The Food and Drug Administration announced it is shutting down its controversial “alternative summary reporting” program and ending its decades-long practice of allowing medical device makers to conceal millions of reports of harm and malfunctions from the general public.

The agency said it will open past records to the public within weeks.

A Kaiser Health News investigation in March revealed that the obscure program was vast, collecting 1.1 million reports since 2016. The program, which began about 20 years ago, was so little-known that forensic medical device experts and even a recent FDA commissioner were unaware of its existence.

Former FDA official Dr. S. Lori Brown said ending the program now is a “victory for patients and consumers.”

“The No. 1 job of the FDA — it shouldn’t be ‘buyer beware’ — is to have the information available to people so they can have information about the devices they are going to put in their body,” Brown said.

FDA principal deputy commissioner Dr.
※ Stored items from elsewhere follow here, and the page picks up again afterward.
use std::sync::Arc;

use axum::extract::{Path, State};
use axum::http::StatusCode;
use axum::Json;
use serde::Deserialize;
use serde_json::{json, Value};

use crate::state::AppState;

use super::{error, not_found, ApiError, ErrorResponse};

#[derive(Debug, Deserialize, utoipa::ToSchema)]
pub struct CategoryFlowRequest {
    #[serde(default)]
    pub categories: Vec<String>,
}

#[utoipa::path(
    get,
    path = "/flows",
    tag = "Flows",
    responses((status = 200, description = "Stored flows, auto and manual", body = Object))
)]
pub async fn flows_list(State(state): State<Arc<AppState>>) -> Json<Value> {
    let flows = state.store.get_all_flows();
    Json(json!({ "count": flows.len(), "flows": flows }))
}

#[utoipa::path(
    get,
    path = "/flows/{id}",
    tag = "Flows",
    params(("id" = String, Path, description = "Flow id")),
    responses(
        (status = 200, description = "Flow with its rendered description", body = Object),
        (status = 404, description = "Unknown flow", body = ErrorResponse)
    )
)]
pub async fn flows_get(
    State(state): State<Arc<AppState>>,
    Path(id): Path<String>,
) -> Result<Json<Value>, ApiError> {
    let flow = state.store.get_flow(&id).ok_or_else(|| not_found("flow", &id))?;
    let description = state.composer.describe_flow(&id);
    Ok(Json(json!({ "flow": flow, "description": description })))
}

#[utoipa::path(
    post,
    path = "/flows/category",
    tag = "Flows",
    request_body = CategoryFlowRequest,
    responses(
        (status = 201, description = "Composed and stored flow", body = Object),
        (status = 400, description = "No categories given", body = ErrorResponse),
        (status = 422, description = "Fewer than two categories resolved", body = ErrorResponse)
    )
)]
pub async fn flows_category(
    State(state): State<Arc<AppState>>,
    Json(req): Json<CategoryFlowRequest>,
) -> Result<(StatusCode, Json<Value>), ApiError> {
    let categories: Vec<String> = req
        .categories
        .into_iter()
        .map(|c| c.trim().to_string())
        .filter(|c| !c.is_empty())
        .collect();
    if categories.is_empty() {
        return Err(error(StatusCode::BAD_REQUEST, "categories must not be empty"));
    }

    let flow = state.composer.generate_category_flow(&categories).ok_or_else(|| {
        error(
            StatusCode::UNPROCESSABLE_ENTITY,
            format!("could not resolve two keyless APIs from categories: {}", categories.join(", ")),
        )
    })?;
    let description = state.composer.describe_flow(&flow.id);
    Ok((StatusCode::CREATED, Json(json!({ "flow": flow, "description": description }))))
}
Amy Abernethy and its device center director, Dr. Jeff Shuren, announced the decision to terminate the program in a statement on increasing transparency about the safety of breast implants.

The agency has for years allowed makers of breast implants to report hundreds of thousands of injuries and malfunctions out of the public eye, federal records show.

“We believe these steps for more transparent medical device reports will contribute to greater public awareness of breast implant adverse events,” Abernethy and Shuren said in a Thursday statement. “This is part of a larger effort to end the alternative summary reporting program for all medical devices.”

FDA spokeswoman Angela Stark said the agency will also end “alternative summary reporting” exemptions still in place for makers of implantable cardiac defibrillators, pacemakers and tooth implants. The FDA has said the program was originally designed to allow for more efficient internal review of well-known risks.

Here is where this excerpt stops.